Australian-bred Thoroughbred racehorse

Archer (1856–1872) was an Australian Thoroughbred racehorse who won the first and the second Melbourne Cups in 1861 and 1862. He won both Cups easily, and is one of only five horses to win the Melbourne Cup twice or more and is one of only four horses to win successive Cups. In 2017 Archer was inducted to the Australian Racing Hall of Fame.

==Breeding==
Archer was sired by the successful imported sire William Tell (GB) (1843, by Touchstone); his dam, Maid of the Oaks (dam of Mariner and William Tell (1855)) was by Vagabond (GB) (by Cain). Archer's sire and dam had been owned by Thomas Molyneux "Tom" Royds (1824–1852) of Ballalaba, (described as being near Jembaicumbene, which was then a major settlement), New South Wales. Royds formed a breeding partnership with his uncle-in-law Andrew Badgery (c.1804–1857), keeping their many horses on the Andrew Badgery managed Exeter Farm in Jembaicumbene. For £51, Royds purchased the mare Maid Of The Oaks at the dispersal of Charles Smith's Clifton Stud in 1845. Royds also imported the stallion Sailor By The Sea, and in February 1847 the stallion William Tell. Archer's full-sister, Our Nell, won three races in four days at the Goulburn races (1855) and other races at city tracks.

==Early life==
Archer was probably foaled in 1856 at Exeter Farm in Jembaicumbene, near Braidwood in New South Wales. In recent years evidence has been discovered that Archer may not have been foaled on the Exeter Farm owned by Roberts but on Royds' previous cattle farm Ballalaba, owned by Hassall. This is supported by Richard William Royds' (1922–?) (one of William Edward Royd's grandsons) writing in 1983 that Archer was foaled at Ballalaba; this view is supported by his widow and adopted son. All other references state that Archer was foaled at Exeter Farm, including Richard's older brother John Patrick Molyneux Royds (1920–?) in an interview published in 1969. It is also on Exeter Farm that other horses from the breeding partnership of Hassall and Roberts were foaled, including Archer's half-brother Mariner in 1854 (by Sailor By The Sea out of Maid Of The Oaks) and his full-brother William Tell in 1855 (by William Tell (GB) out of Maid Of The Oaks.
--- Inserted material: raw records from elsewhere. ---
use crate::{Identifier, IntoWeightedNeighbors};
use std::cmp::Ordering;
use std::collections::{BinaryHeap, HashMap, HashSet};

#[derive(Copy, Clone, Debug)]
struct State<N: Identifier> {
  priority: f64,
  id: N,
}

impl<N: Identifier> Ord for State<N> {
  fn cmp(&self, other: &Self) -> Ordering {
    // Sorted desc
    other.priority.total_cmp(&self.priority)
  }
}

impl<N: Identifier> PartialOrd for State<N> {
  fn partial_cmp(&self, other: &Self) -> Option<Ordering> {
    Some(self.cmp(other))
  }
}

impl<N: Identifier> PartialEq for State<N> {
  fn eq(&self, other: &Self) -> bool {
    self.cmp(other) == Ordering::Equal
  }
}

impl<N: Identifier> Eq for State<N> {}

/// Best known way to reach a node in the current search.
#[derive(Copy, Clone, Debug)]
pub struct Label<N: Identifier> {
  pub distance: f64,
  pub estimate: f64,
  pub parent: N,
}

/// Scratch state of one weighted search.
///
/// Nodes without a label are at infinite distance. The frontier may hold several copies of a
/// node with different priorities; only the first one popped settles the node and later copies
/// are skipped.
pub struct SearchSpace<N: Identifier> {
  pq: BinaryHeap<State<N>>,
  labels: HashMap<N, Label<N>>,
  settled: HashSet<N>,
}

impl<N: Identifier> SearchSpace<N> {
  pub fn new() -> Self {
    SearchSpace {
      pq: BinaryHeap::new(),
      labels: HashMap::new(),
      settled: HashSet::new(),
    }
  }

  pub fn init(&mut self, node: N) {
    self.init_with_estimate(node, 0.0);
  }

  pub fn init_with_estimate(&mut self, node: N, estimate: f64) {
    self.resolve(node, node, 0.0, estimate);
  }

  pub fn label(&self, node: N) -> Option<&Label<N>> {
    self.labels.get(&node)
  }

  pub fn is_settled(&self, node: N) -> bool {
    self.settled.contains(&node)
  }

  pub fn num_settled(&self) -> usize {
    self.settled.len()
  }

  /// Pops the frontier until a node that is not settled yet comes up and settles it.
  ///
  /// Returns the node with its final distance, or `None` once the frontier is empty.
  pub fn settle_next(&mut self) -> Option<(N, f64)> {
    while let Some(State { id, .. }) = self.pq.pop() {
      if !self.settled.insert(id) {
        continue;
      }
      if let Some(label) = self.labels.get(&id) {
        return Some((id, label.distance));
      }
    }
    None
  }

  /// Relaxes the outgoing edges of a settled node. `estimate` gives the heuristic part of the
  /// priority for a node whose label is created or improved.
  pub fn relax<G, H>(&mut self, graph: G, node: N, distance: f64, estimate: H)
  where
    G: IntoWeightedNeighbors<NodeId = N>,
    H: Fn(N) -> f64,
  {
    for (target, cost) in graph.weighted_neighbors(node) {
      if self.is_settled(target) {
        continue;
      }
      let path_cost = distance + cost;
      if let Some(label) = self.labels.get(&target) {
        if path_cost >= label.distance {
          continue;
        }
      }
      self.resolve(target, node, path_cost, estimate(target));
    }
  }

  /// Parent chain from `node` back to the search origin, `node` first.
  pub fn unwind(&self, node: N) -> Vec<N> {
    let mut result: Vec<N> = Vec::new();

    let mut current_node = node;
    while let Some(label) = self.labels.get(&current_node) {
      result.push(current_node);
      if current_node == label.parent {
        break;
      }
      current_node = label.parent;
    }
    result
  }

  fn resolve(&mut self, node: N, parent_node: N, distance: f64, estimate: f64) {
    self.labels.insert(
      node,
      Label {
        distance,
        estimate,
        parent: parent_node,
      },
    );
    self.pq.push(State {
      priority: distance + estimate,
      id: node,
    });
  }
}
Royds died at age 27 in an accident in early 1852. Two years later, his widow Elizabeth Jane "Betsy" Royds (née Roberts) (1824–1875) married Rowland H. Hassall (1820–1904) of Durham Hall in Jembaicumben who, under the laws of the time, obtained all of Betsy's possessions at their marriage. Even though Royds' will gave him no right to do so, Hassall began selling off the Royds horses at Exeter Farm. Betsy persuaded Hassell to keep the imported stallion William Tell and six broodmares (one of which was Maid Of The Oaks). Her brother Thomas John "Tom" Roberts (1831–1899) had inherited Exeter Farm, and as executor of Royds' estate was trying to protect the interests of his nephews; he would care for the horses. As part of the agreement, the progeny (including Archer) from the breeding program using the six mares bred to William Tell and other stallions were recorded in the stud books under the breeding partnership name of (RH) Hassell and (TJ) Roberts. The names of the two boys to whom the horses had been bequeathed, Edmund Molyneux Royds (1847–1912) (no issue) and William Edward Royds (1849–1910), were not mentioned. When the boys sued their stepfather in the 1870s their interests were finally recognised, and the breeding partnership was renamed Hassell, Roberts and Royds.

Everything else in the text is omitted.